For each line below that contains the string "handling", copy that line.

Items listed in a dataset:
[Start of section]
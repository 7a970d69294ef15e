//! Command-line front end for the user store.
//!
//! Opens the SQLite datastore named by `USERSTORE_DB_PATH` and runs one
//! service operation per invocation. Users print as one JSON object per line.

use anyhow::{Context, Result};
use clap::{Parser, Subcommand};
use log::info;
use userstore_core::{
    core_version, init_logging, ping, RequestContext, SqliteDatastore, StoreConfig, User,
    UserService,
};

#[derive(Parser)]
#[command(name = "userstore")]
#[command(about = "Create, read, update and delete stored users", long_about = None)]
struct Cli {
    #[command(subcommand)]
    command: Commands,
}

#[derive(Subcommand)]
enum Commands {
    /// Check that the core library is linked
    Ping,
    /// Print the core crate version
    Version,
    #[command(flatten)]
    User(UserCommand),
}

#[derive(Subcommand)]
enum UserCommand {
    /// Store a new user (overwrites an existing email)
    Create {
        #[arg(long)]
        name: String,
        #[arg(long)]
        email: String,
    },
    /// Show one user by email
    Get { email: String },
    /// List every stored user
    List,
    /// Overwrite the user stored under an email
    Update {
        #[arg(long)]
        name: String,
        #[arg(long)]
        email: String,
    },
    /// Remove a user by email
    Delete { email: String },
}

fn main() -> Result<()> {
    let cli = Cli::parse();

    match cli.command {
        Commands::Ping => println!("userstore_core ping={}", ping()),
        Commands::Version => println!("userstore_core version={}", core_version()),
        Commands::User(command) => run(command)?,
    }

    Ok(())
}

fn run(command: UserCommand) -> Result<()> {
    let config = StoreConfig::from_env()?;
    if let Some(log_dir) = config.log_dir.as_deref() {
        init_logging(&config.log_level, log_dir)?;
    }

    let store = SqliteDatastore::open(&config.db_path)
        .with_context(|| format!("failed to open {}", config.db_path.display()))?;
    let ctx = RequestContext::with_scope(&store, config.request_scope());
    let service = UserService::new();
    info!("event=cli_run module=cli status=start");

    match command {
        UserCommand::Create { name, email } => {
            print_user(&service.create(&ctx, Some(&User::new(name, email)))?)?
        }
        UserCommand::Get { email } => print_user(&service.get_by_email(&ctx, &email)?)?,
        UserCommand::List => {
            for user in service.get_users(&ctx)? {
                print_user(&user)?;
            }
        }
        UserCommand::Update { name, email } => {
            print_user(&service.update(&ctx, Some(&User::new(name, email)))?)?
        }
        UserCommand::Delete { email } => service.delete(&ctx, &email)?,
    }

    Ok(())
}

fn print_user(user: &User) -> Result<()> {
    println!("{}", serde_json::to_string(user)?);
    Ok(())
}
//! Ordered schema migrations for the entity store.
//!
//! # Invariants
//! - `version` values are strictly increasing.
//! - Applied version is mirrored to `PRAGMA user_version`.

use crate::db::{DbError, DbResult};
use log::info;
use rusqlite::Connection;

#[derive(Debug, Clone, Copy)]
struct Migration {
    version: u32,
    sql: &'static str,
}

const MIGRATIONS: &[Migration] = &[Migration {
    version: 1,
    sql: include_str!("0001_entities.sql"),
}];

/// Returns the latest schema version known by this build.
pub fn latest_version() -> u32 {
    MIGRATIONS.last().map_or(0, |migration| migration.version)
}

/// Reads the schema version recorded on a connection.
pub fn current_version(conn: &Connection) -> DbResult<u32> {
    let version = conn.query_row("PRAGMA user_version;", [], |row| row.get::<_, u32>(0))?;
    Ok(version)
}

/// Applies all pending migrations inside one transaction.
pub fn apply_migrations(conn: &mut Connection) -> DbResult<()> {
    apply_migration_list(conn, MIGRATIONS)
}

fn apply_migration_list(conn: &mut Connection, migrations: &[Migration]) -> DbResult<()> {
    let current = current_version(conn)?;
    let latest = migrations.last().map_or(0, |migration| migration.version);

    if current > latest {
        return Err(DbError::UnsupportedSchemaVersion {
            db_version: current,
            latest_supported: latest,
        });
    }
    if current == latest {
        return Ok(());
    }

    let tx = conn.transaction()?;
    for migration in migrations.iter().filter(|m| m.version > current) {
        let step = |sql: &str| {
            tx.execute_batch(sql).map_err(|source| DbError::Migration {
                version: migration.version,
                source,
            })
        };
        step(migration.sql)?;
        step(format!("PRAGMA user_version = {};", migration.version).as_str())?;
    }
    tx.commit()?;

    info!("event=db_migrate module=db status=ok from={current} to={latest}");
    Ok(())
}

#[cfg(test)]
mod tests {
    use super::{apply_migration_list, current_version, Migration};
    use crate::db::DbError;
    use rusqlite::Connection;

    const BROKEN: &[Migration] = &[
        Migration {
            version: 1,
            sql: "CREATE TABLE first (id INTEGER);",
        },
        Migration {
            version: 2,
            sql: "CREATE TABLE broken (;",
        },
    ];

    #[test]
    fn failed_migration_reports_version_and_rolls_back() {
        let mut conn = Connection::open_in_memory().unwrap();

        let err = apply_migration_list(&mut conn, BROKEN).unwrap_err();
        assert!(matches!(err, DbError::Migration { version: 2, .. }));
        assert!(err.to_string().starts_with("entity store migration 2 failed:"));

        assert_eq!(current_version(&conn).unwrap(), 0);
        let first_exists: bool = conn
            .query_row(
                "SELECT EXISTS(SELECT 1 FROM sqlite_master WHERE name = 'first');",
                [],
                |row| row.get(0),
            )
            .unwrap();
        assert!(!first_exists);
    }

    #[test]
    fn migrations_resume_from_recorded_version() {
        let mut conn = Connection::open_in_memory().unwrap();
        conn.execute_batch("PRAGMA user_version = 1;").unwrap();

        // Version 1 is skipped, so only the broken step runs.
        let err = apply_migration_list(&mut conn, BROKEN).unwrap_err();
        assert!(matches!(err, DbError::Migration { version: 2, .. }));

        apply_migration_list(&mut conn, &BROKEN[..1]).unwrap();
        assert_eq!(current_version(&conn).unwrap(), 1);
    }
}
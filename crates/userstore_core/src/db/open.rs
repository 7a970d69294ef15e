//! Connection bootstrap for the SQLite entity store.
//!
//! # Invariants
//! - Returned connections have a busy timeout configured.
//! - Returned connections have migrations fully applied.

use super::migrations::apply_migrations;
use super::DbResult;
use log::{error, info};
use rusqlite::Connection;
use std::path::Path;
use std::time::{Duration, Instant};

const BUSY_TIMEOUT: Duration = Duration::from_secs(5);

/// Opens (or creates) a SQLite entity store file and migrates it.
///
/// # Side effects
/// - Emits `db_open` logging events with duration and status.
pub fn open_db(path: impl AsRef<Path>) -> DbResult<Connection> {
    open_with("file", || Connection::open(path))
}

/// Opens a private in-memory entity store and migrates it.
pub fn open_db_in_memory() -> DbResult<Connection> {
    open_with("memory", Connection::open_in_memory)
}

fn open_with(
    mode: &'static str,
    open: impl FnOnce() -> rusqlite::Result<Connection>,
) -> DbResult<Connection> {
    let started_at = Instant::now();
    info!("event=db_open module=db status=start mode={mode}");

    let result = open()
        .map_err(Into::into)
        .and_then(|mut conn| bootstrap_connection(&mut conn).map(|()| conn));

    match &result {
        Ok(_) => info!(
            "event=db_open module=db status=ok mode={mode} duration_ms={}",
            started_at.elapsed().as_millis()
        ),
        Err(err) => error!(
            "event=db_open module=db status=error mode={mode} duration_ms={} error={err}",
            started_at.elapsed().as_millis()
        ),
    }
    result
}

fn bootstrap_connection(conn: &mut Connection) -> DbResult<()> {
    conn.busy_timeout(BUSY_TIMEOUT)?;
    apply_migrations(conn)?;
    Ok(())
}
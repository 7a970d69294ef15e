//! Process logging bootstrap.
//!
//! # Responsibility
//! - Start file-based rolling logs once per process.
//! - Capture panics as log events with a sanitized payload.
//!
//! # Invariants
//! - Repeating `init_logging` with identical settings is a no-op.
//! - Switching level or directory after start is rejected.
//! - Initialization never panics.

use flexi_logger::{Cleanup, Criterion, FileSpec, Logger, LoggerHandle, Naming, WriteMode};
use log::{error, info};
use once_cell::sync::OnceCell;
use std::error::Error;
use std::fmt::{Display, Formatter};
use std::path::{Path, PathBuf};

const LOG_FILE_BASENAME: &str = "userstore";
const MAX_LOG_FILE_SIZE_BYTES: u64 = 10 * 1024 * 1024;
const MAX_LOG_FILES: usize = 5;
const MAX_PANIC_PAYLOAD_CHARS: usize = 160;

static LOGGING_STATE: OnceCell<LoggingState> = OnceCell::new();
static PANIC_HOOK_INSTALLED: OnceCell<()> = OnceCell::new();

struct LoggingState {
    level: &'static str,
    log_dir: PathBuf,
    _handle: LoggerHandle,
}

#[derive(Debug, Clone, PartialEq, Eq)]
pub enum LoggingError {
    UnsupportedLevel(String),
    EmptyLogDir,
    RelativeLogDir(String),
    CreateDir { dir: PathBuf, reason: String },
    Backend(String),
    AlreadyInitialized { active: String, requested: String },
}

impl Display for LoggingError {
    fn fmt(&self, f: &mut Formatter<'_>) -> std::fmt::Result {
        match self {
            Self::UnsupportedLevel(level) => write!(
                f,
                "unsupported log level `{level}`; expected trace|debug|info|warn|error"
            ),
            Self::EmptyLogDir => write!(f, "log_dir cannot be empty"),
            Self::RelativeLogDir(dir) => {
                write!(f, "log_dir must be an absolute path, got `{dir}`")
            }
            Self::CreateDir { dir, reason } => write!(
                f,
                "failed to create log directory `{}`: {reason}",
                dir.display()
            ),
            Self::Backend(reason) => write!(f, "failed to start logger: {reason}"),
            Self::AlreadyInitialized { active, requested } => write!(
                f,
                "logging already initialized with `{active}`; refusing to switch to `{requested}`"
            ),
        }
    }
}

impl Error for LoggingError {}

/// Starts file logging at `level` under the absolute directory `log_dir`.
///
/// # Errors
/// - Unknown level, empty or relative directory.
/// - Directory creation or logger backend failure.
/// - A previous call already started logging with other settings.
pub fn init_logging(level: &str, log_dir: &str) -> Result<(), LoggingError> {
    let level = normalize_level(level)?;
    let log_dir = normalize_log_dir(log_dir)?;

    let state = LOGGING_STATE.get_or_try_init(|| start_logger(level, &log_dir))?;
    ensure_same_settings(state, level, &log_dir)
}

/// Returns `(level, log_dir)` once logging is active.
pub fn logging_status() -> Option<(&'static str, PathBuf)> {
    LOGGING_STATE
        .get()
        .map(|state| (state.level, state.log_dir.clone()))
}

/// `debug` for debug builds, `info` for release builds.
pub fn default_log_level() -> &'static str {
    if cfg!(debug_assertions) {
        "debug"
    } else {
        "info"
    }
}

fn start_logger(level: &'static str, log_dir: &Path) -> Result<LoggingState, LoggingError> {
    std::fs::create_dir_all(log_dir).map_err(|err| LoggingError::CreateDir {
        dir: log_dir.to_path_buf(),
        reason: err.to_string(),
    })?;

    let handle = Logger::try_with_str(level)
        .map_err(|err| LoggingError::Backend(err.to_string()))?
        .log_to_file(
            FileSpec::default()
                .directory(log_dir)
                .basename(LOG_FILE_BASENAME),
        )
        .rotate(
            Criterion::Size(MAX_LOG_FILE_SIZE_BYTES),
            Naming::Numbers,
            Cleanup::KeepLogFiles(MAX_LOG_FILES),
        )
        .write_mode(WriteMode::BufferAndFlush)
        .append()
        .format_for_files(flexi_logger::detailed_format)
        .start()
        .map_err(|err| LoggingError::Backend(err.to_string()))?;

    install_panic_hook_once();

    info!(
        "event=logging_init module=core status=ok level={level} log_dir={} version={}",
        log_dir.display(),
        env!("CARGO_PKG_VERSION")
    );

    Ok(LoggingState {
        level,
        log_dir: log_dir.to_path_buf(),
        _handle: handle,
    })
}

fn ensure_same_settings(
    state: &LoggingState,
    level: &'static str,
    log_dir: &Path,
) -> Result<(), LoggingError> {
    if state.log_dir != log_dir {
        return Err(LoggingError::AlreadyInitialized {
            active: state.log_dir.display().to_string(),
            requested: log_dir.display().to_string(),
        });
    }
    if state.level != level {
        return Err(LoggingError::AlreadyInitialized {
            active: state.level.to_string(),
            requested: level.to_string(),
        });
    }
    Ok(())
}

fn normalize_level(level: &str) -> Result<&'static str, LoggingError> {
    match level.trim().to_ascii_lowercase().as_str() {
        "trace" => Ok("trace"),
        "debug" => Ok("debug"),
        "info" => Ok("info"),
        "warn" | "warning" => Ok("warn"),
        "error" => Ok("error"),
        other => Err(LoggingError::UnsupportedLevel(other.to_string())),
    }
}

fn normalize_log_dir(log_dir: &str) -> Result<PathBuf, LoggingError> {
    let trimmed = log_dir.trim();
    if trimmed.is_empty() {
        return Err(LoggingError::EmptyLogDir);
    }
    let path = Path::new(trimmed);
    if !path.is_absolute() {
        return Err(LoggingError::RelativeLogDir(trimmed.to_string()));
    }
    Ok(path.to_path_buf())
}

fn install_panic_hook_once() {
    if PANIC_HOOK_INSTALLED.set(()).is_err() {
        return;
    }

    let previous_hook = std::panic::take_hook();
    std::panic::set_hook(Box::new(move |panic_info| {
        let location = panic_info
            .location()
            .map(|loc| format!("{}:{}", loc.file(), loc.line()))
            .unwrap_or_else(|| "unknown".to_string());
        let payload = panic_info
            .payload()
            .downcast_ref::<&str>()
            .map(|message| (*message).to_string())
            .or_else(|| panic_info.payload().downcast_ref::<String>().cloned())
            .unwrap_or_else(|| "non-string panic payload".to_string());
        error!(
            "event=panic_captured module=core status=error location={location} payload={}",
            sanitize_message(&payload, MAX_PANIC_PAYLOAD_CHARS)
        );
        previous_hook(panic_info);
    }));
}

// Panic payloads may echo user input (emails); flatten and cap them.
fn sanitize_message(value: &str, max_chars: usize) -> String {
    let flattened = value.replace(['\n', '\r'], " ");
    let mut truncated = flattened.chars().take(max_chars).collect::<String>();
    if flattened.chars().count() > max_chars {
        truncated.push_str("...");
    }
    truncated
}

#[cfg(test)]
mod tests {
    use super::{
        init_logging, logging_status, normalize_level, normalize_log_dir, sanitize_message,
        LoggingError,
    };

    #[test]
    fn normalize_level_accepts_aliases() {
        assert_eq!(normalize_level(" WARNING "), Ok("warn"));
        assert_eq!(normalize_level("Info"), Ok("info"));
        assert_eq!(
            normalize_level("loud"),
            Err(LoggingError::UnsupportedLevel("loud".into()))
        );
    }

    #[test]
    fn normalize_log_dir_rejects_empty_and_relative_paths() {
        assert_eq!(normalize_log_dir("  "), Err(LoggingError::EmptyLogDir));
        assert!(matches!(
            normalize_log_dir("logs/dev"),
            Err(LoggingError::RelativeLogDir(_))
        ));
    }

    #[test]
    fn sanitize_message_flattens_and_truncates() {
        let sanitized = sanitize_message("a\nb\rcdefgh", 4);
        assert_eq!(sanitized, "a b ...");
    }

    #[test]
    fn init_logging_is_idempotent_and_rejects_conflicts() {
        let first = tempfile::tempdir().expect("temp dir");
        let second = tempfile::tempdir().expect("temp dir");
        let first_dir = first.path().to_str().expect("utf-8 temp dir").to_string();
        let second_dir = second.path().to_str().expect("utf-8 temp dir").to_string();

        init_logging("info", &first_dir).expect("first init should succeed");
        init_logging("INFO", &first_dir).expect("same settings should be a no-op");

        assert!(matches!(
            init_logging("debug", &first_dir),
            Err(LoggingError::AlreadyInitialized { .. })
        ));
        assert!(matches!(
            init_logging("info", &second_dir),
            Err(LoggingError::AlreadyInitialized { .. })
        ));

        let (level, dir) = logging_status().expect("logging should be active");
        assert_eq!(level, "info");
        assert_eq!(dir, first.path());
    }
}
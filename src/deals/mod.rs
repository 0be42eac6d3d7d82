//! The deal engine: reconciles Spade's pending proposals against Boost and drives each matched
//! proposal through download and import.

pub mod classify;
pub mod errors;
pub mod lifecycle;
pub mod ports;
pub mod reconcile;
pub mod registry;
pub mod types;

#[cfg(test)]
mod tests;

pub use classify::{FailureClass, classify};
pub use errors::DealError;
pub use lifecycle::{DealOutcome, DealState};
pub use ports::{DealRegistry, ProposalSource, TransferManager};
pub use reconcile::TickReport;
pub use registry::{ActiveDealGuard, Registries, RegistryCounts, RejectReason};
pub use types::{
    FailureRecord, ImportOutcome, ManifestSegment, OpenDeal, PendingSnapshot, PieceManifest,
    Proposal, TransferHandle, TransferState, TransferStatus,
};

use std::sync::Arc;
use std::time::Duration;

#[derive(Debug, Clone)]
pub struct EngineConfig {
    /// Cap on active deals plus reservations waiting for their proposal.
    pub max_active: usize,
    pub tick_interval: Duration,
    /// Retries after the first acquisition attempt.
    pub acquire_max_retries: u32,
    /// Retry `n` sleeps `n * acquire_backoff`.
    pub acquire_backoff: Duration,
    pub monitor_interval: Duration,
}

impl Default for EngineConfig {
    fn default() -> Self {
        Self {
            max_active: 2,
            tick_interval: Duration::from_secs(30),
            acquire_max_retries: 10,
            acquire_backoff: Duration::from_secs(10),
            monitor_interval: Duration::from_secs(10),
        }
    }
}

pub struct DealEngine {
    cfg: EngineConfig,
    source: Arc<dyn ProposalSource>,
    registry: Arc<dyn DealRegistry>,
    transfers: Arc<dyn TransferManager>,
    state: Arc<Registries>,
}

impl DealEngine {
    pub fn new(
        cfg: EngineConfig,
        source: Arc<dyn ProposalSource>,
        registry: Arc<dyn DealRegistry>,
        transfers: Arc<dyn TransferManager>,
    ) -> Arc<Self> {
        Arc::new(Self {
            cfg,
            source,
            registry,
            transfers,
            state: Registries::new(),
        })
    }

    pub fn config(&self) -> &EngineConfig {
        &self.cfg
    }

    pub fn registries(&self) -> &Arc<Registries> {
        &self.state
    }

    pub fn stats(&self) -> RegistryCounts {
        self.state.counts()
    }
}
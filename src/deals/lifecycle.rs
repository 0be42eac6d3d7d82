use crate::deals::{
    DealEngine,
    errors::DealError,
    registry::{ActiveDealGuard, RejectReason},
    types::{Proposal, TransferHandle, TransferState},
};
use crate::rpc::ClientError;
use std::path::PathBuf;
use std::sync::Arc;
use tokio::task::JoinHandle;
use tokio_util::sync::CancellationToken;

#[derive(Debug, Clone, Copy, PartialEq, Eq)]
pub enum DealState {
    Admitted,
    Acquiring,
    Monitoring,
    Importing,
    Completed,
    Failed,
}

impl std::fmt::Display for DealState {
    fn fmt(&self, f: &mut std::fmt::Formatter<'_>) -> std::fmt::Result {
        let s = match self {
            Self::Admitted => "admitted",
            Self::Acquiring => "acquiring",
            Self::Monitoring => "monitoring",
            Self::Importing => "importing",
            Self::Completed => "completed",
            Self::Failed => "failed",
        };
        f.write_str(s)
    }
}

#[derive(Debug)]
pub enum DealOutcome {
    Completed,
    Failed(DealError),
    /// The entry guard turned the proposal away; nothing was touched.
    Rejected(RejectReason),
}

impl DealOutcome {
    pub fn is_completed(&self) -> bool {
        matches!(self, Self::Completed)
    }

    pub fn final_state(&self) -> Option<DealState> {
        match self {
            Self::Completed => Some(DealState::Completed),
            Self::Failed(_) => Some(DealState::Failed),
            Self::Rejected(_) => None,
        }
    }
}

enum AcquireError {
    Retry(ClientError),
    /// Retrying cannot fix a response we do not understand or a request we cannot make.
    Permanent(ClientError),
    Fatal(DealError),
}

impl AcquireError {
    fn from_client(err: ClientError) -> Self {
        match err {
            ClientError::Decode { .. } | ClientError::InvalidInput { .. } => Self::Permanent(err),
            other => Self::Retry(other),
        }
    }
}

fn enter(proposal: &Proposal, state: DealState) {
    tracing::debug!(proposal = %proposal.proposal_id, %state, "deal state");
}

/// File name for a new transfer: the last path segment of the source, else the piece CID.
pub fn output_name(proposal: &Proposal, source: &str) -> String {
    reqwest::Url::parse(source)
        .ok()
        .and_then(|url| {
            url.path_segments()
                .and_then(|mut segs| segs.next_back().map(str::to_string))
        })
        .filter(|name| !name.is_empty())
        .unwrap_or_else(|| format!("{}.car", proposal.piece_cid))
}

impl DealEngine {
    pub fn spawn_deal(
        self: &Arc<Self>,
        proposal: Proposal,
        cancel: CancellationToken,
    ) -> JoinHandle<DealOutcome> {
        let engine = Arc::clone(self);
        tokio::spawn(async move { engine.handle_deal(proposal, cancel).await })
    }

    /// Spawns a deal whose entry was already taken by the caller.
    pub fn spawn_admitted(
        self: &Arc<Self>,
        proposal: Proposal,
        guard: ActiveDealGuard,
        cancel: CancellationToken,
    ) -> JoinHandle<DealOutcome> {
        let engine = Arc::clone(self);
        tokio::spawn(async move { engine.run_admitted(proposal, guard, cancel).await })
    }

    /// Runs one proposal from admission to import.
    pub async fn handle_deal(&self, proposal: Proposal, cancel: CancellationToken) -> DealOutcome {
        let guard = match self.state.try_admit(&proposal, self.cfg.max_active) {
            Ok(guard) => guard,
            Err(reason) => {
                tracing::debug!(
                    proposal = %proposal.proposal_id,
                    reason = %reason,
                    "not handling deal"
                );
                return DealOutcome::Rejected(reason);
            }
        };
        self.run_admitted(proposal, guard, cancel).await
    }

    async fn run_admitted(
        &self,
        proposal: Proposal,
        guard: ActiveDealGuard,
        cancel: CancellationToken,
    ) -> DealOutcome {
        enter(&proposal, DealState::Admitted);
        tracing::info!(
            proposal = %proposal.proposal_id,
            piece = %proposal.piece_cid,
            size = proposal.piece_size,
            hours_remaining = proposal.hours_remaining,
            "handling deal"
        );

        match self.drive(&proposal, &cancel).await {
            Ok(()) => {
                guard.complete();
                enter(&proposal, DealState::Completed);
                tracing::info!(
                    proposal = %proposal.proposal_id,
                    piece = %proposal.piece_cid,
                    "successfully downloaded and imported deal"
                );
                DealOutcome::Completed
            }
            Err(err) => {
                drop(guard);
                enter(&proposal, DealState::Failed);
                match &err {
                    DealError::Cancelled => tracing::info!(
                        proposal = %proposal.proposal_id,
                        "stopped handling deal: shutting down"
                    ),
                    DealError::AcquireExhausted { .. } | DealError::NoSources => tracing::error!(
                        proposal = %proposal.proposal_id,
                        piece = %proposal.piece_cid,
                        error = %err,
                        "could not handle deal; giving up"
                    ),
                    _ => tracing::warn!(
                        proposal = %proposal.proposal_id,
                        piece = %proposal.piece_cid,
                        error = %err,
                        "deal failed"
                    ),
                }
                DealOutcome::Failed(err)
            }
        }
    }

    async fn drive(&self, proposal: &Proposal, cancel: &CancellationToken) -> Result<(), DealError> {
        enter(proposal, DealState::Acquiring);
        let handle = self.acquire(proposal, cancel).await?;

        enter(proposal, DealState::Monitoring);
        let path = self.monitor(proposal, &handle, cancel).await?;

        enter(proposal, DealState::Importing);
        self.import(proposal, &path).await?;

        if let Err(err) = self.transfers.remove(&handle.id).await {
            tracing::warn!(
                proposal = %proposal.proposal_id,
                transfer = %handle.id,
                error = %err,
                "could not remove finished download"
            );
        }
        Ok(())
    }

    async fn acquire(
        &self,
        proposal: &Proposal,
        cancel: &CancellationToken,
    ) -> Result<TransferHandle, DealError> {
        let mut retry: u32 = 0;
        loop {
            let last = match self.try_acquire(proposal).await {
                Ok(handle) => return Ok(handle),
                Err(AcquireError::Fatal(err)) => return Err(err),
                Err(AcquireError::Permanent(last)) => {
                    return Err(DealError::AcquireExhausted {
                        attempts: retry + 1,
                        last,
                    });
                }
                Err(AcquireError::Retry(err)) => err,
            };
            if retry >= self.cfg.acquire_max_retries {
                return Err(DealError::AcquireExhausted {
                    attempts: retry + 1,
                    last,
                });
            }
            retry += 1;
            let backoff = self.cfg.acquire_backoff * retry;
            tracing::warn!(
                proposal = %proposal.proposal_id,
                retry,
                backoff_secs = backoff.as_secs(),
                error = %last,
                "could not start download; retrying"
            );
            tokio::select! {
                _ = cancel.cancelled() => return Err(DealError::Cancelled),
                _ = tokio::time::sleep(backoff) => {}
            }
        }
    }

    async fn try_acquire(&self, proposal: &Proposal) -> Result<TransferHandle, AcquireError> {
        let sources = self.resolve_sources(proposal).await?;
        let Some(first) = sources.first() else {
            tracing::error!(proposal = %proposal.proposal_id, offer = ?proposal, "no sources found for deal");
            return Err(AcquireError::Fatal(DealError::NoSources));
        };
        let out_name = output_name(proposal, first);

        let handle = self
            .transfers
            .start_or_attach(&sources, &out_name)
            .await
            .map_err(AcquireError::from_client)?;

        if handle.attached {
            tracing::info!(
                proposal = %proposal.proposal_id,
                transfer = %handle.id,
                "attached to existing download"
            );
            if sources.len() > 1 {
                tracing::warn!(
                    proposal = %proposal.proposal_id,
                    candidates = sources.len(),
                    "multiple candidate sources; using the first with a running download"
                );
            }
        } else {
            tracing::info!(
                proposal = %proposal.proposal_id,
                transfer = %handle.id,
                source = %first,
                out = %out_name,
                "started download"
            );
            if sources.len() > 1 {
                tracing::warn!(
                    proposal = %proposal.proposal_id,
                    sources = sources.len(),
                    "multiple sources found; only using the first"
                );
            }
        }
        Ok(handle)
    }

    async fn resolve_sources(&self, proposal: &Proposal) -> Result<Vec<String>, AcquireError> {
        if !proposal.sources.is_empty() {
            return Ok(proposal.sources.clone());
        }

        tracing::info!(proposal = %proposal.proposal_id, "fetching manifest");
        let manifest = self
            .source
            .fetch_manifest(&proposal.proposal_id)
            .await
            .map_err(AcquireError::from_client)?;
        if manifest.segments.is_empty() {
            return Ok(Vec::new());
        }
        match manifest.whole_piece_sources() {
            Some(sources) => Ok(sources.to_vec()),
            None => Err(AcquireError::Fatal(DealError::UnsupportedManifest {
                segments: manifest.segments.len(),
            })),
        }
    }

    async fn monitor(
        &self,
        proposal: &Proposal,
        handle: &TransferHandle,
        cancel: &CancellationToken,
    ) -> Result<PathBuf, DealError> {
        tracing::info!(proposal = %proposal.proposal_id, transfer = %handle.id, "monitoring download");
        loop {
            match self.transfers.poll(&handle.id).await {
                Ok(status) => match status.state {
                    TransferState::Complete => {
                        tracing::info!(
                            proposal = %proposal.proposal_id,
                            transfer = %handle.id,
                            "download finished"
                        );
                        return status.output_path.ok_or_else(|| DealError::MissingOutputPath {
                            transfer_id: handle.id.clone(),
                        });
                    }
                    TransferState::Error | TransferState::Removed => {
                        tracing::info!(
                            proposal = %proposal.proposal_id,
                            transfer = %handle.id,
                            state = status.state.as_str(),
                            "download errored; stopping and removing"
                        );
                        if let Err(err) = self.transfers.remove(&handle.id).await {
                            tracing::warn!(transfer = %handle.id, error = %err, "could not remove download");
                        }
                        return Err(DealError::TransferFailed {
                            transfer_id: handle.id.clone(),
                            message: status.error_message,
                        });
                    }
                    _ => {
                        tracing::info!(
                            proposal = %proposal.proposal_id,
                            transfer = %handle.id,
                            state = status.state.as_str(),
                            speed = status.download_speed,
                            completed = status.completed_length,
                            total = status.total_length,
                            "download {:.2}%",
                            status.progress_pct()
                        );
                    }
                },
                Err(err) if err.is_not_found() => {
                    tracing::warn!(
                        proposal = %proposal.proposal_id,
                        transfer = %handle.id,
                        error = %err,
                        "download manager no longer knows the download"
                    );
                    return Err(DealError::TransferFailed {
                        transfer_id: handle.id.clone(),
                        message: Some(err.to_string()),
                    });
                }
                Err(err) => {
                    tracing::warn!(transfer = %handle.id, error = %err, "error getting download status");
                }
            }

            tokio::select! {
                _ = cancel.cancelled() => {
                    tracing::info!(transfer = %handle.id, "stopping download monitoring: cancelled");
                    return Err(DealError::Cancelled);
                }
                _ = tokio::time::sleep(self.cfg.monitor_interval) => {}
            }
        }
    }

    async fn import(&self, proposal: &Proposal, path: &std::path::Path) -> Result<(), DealError> {
        tracing::info!(
            proposal = %proposal.proposal_id,
            path = %path.display(),
            "importing deal into boost"
        );
        let outcome = self
            .registry
            .import_deal(&proposal.proposal_id, path)
            .await
            .map_err(DealError::Import)?;
        if !outcome.accepted {
            return Err(DealError::ImportRejected {
                reason: outcome.reason,
            });
        }
        Ok(())
    }
}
[End of section]
RESULT:
                    "not handling deal"
            "handling deal"
                        "stopped handling deal: shutting down"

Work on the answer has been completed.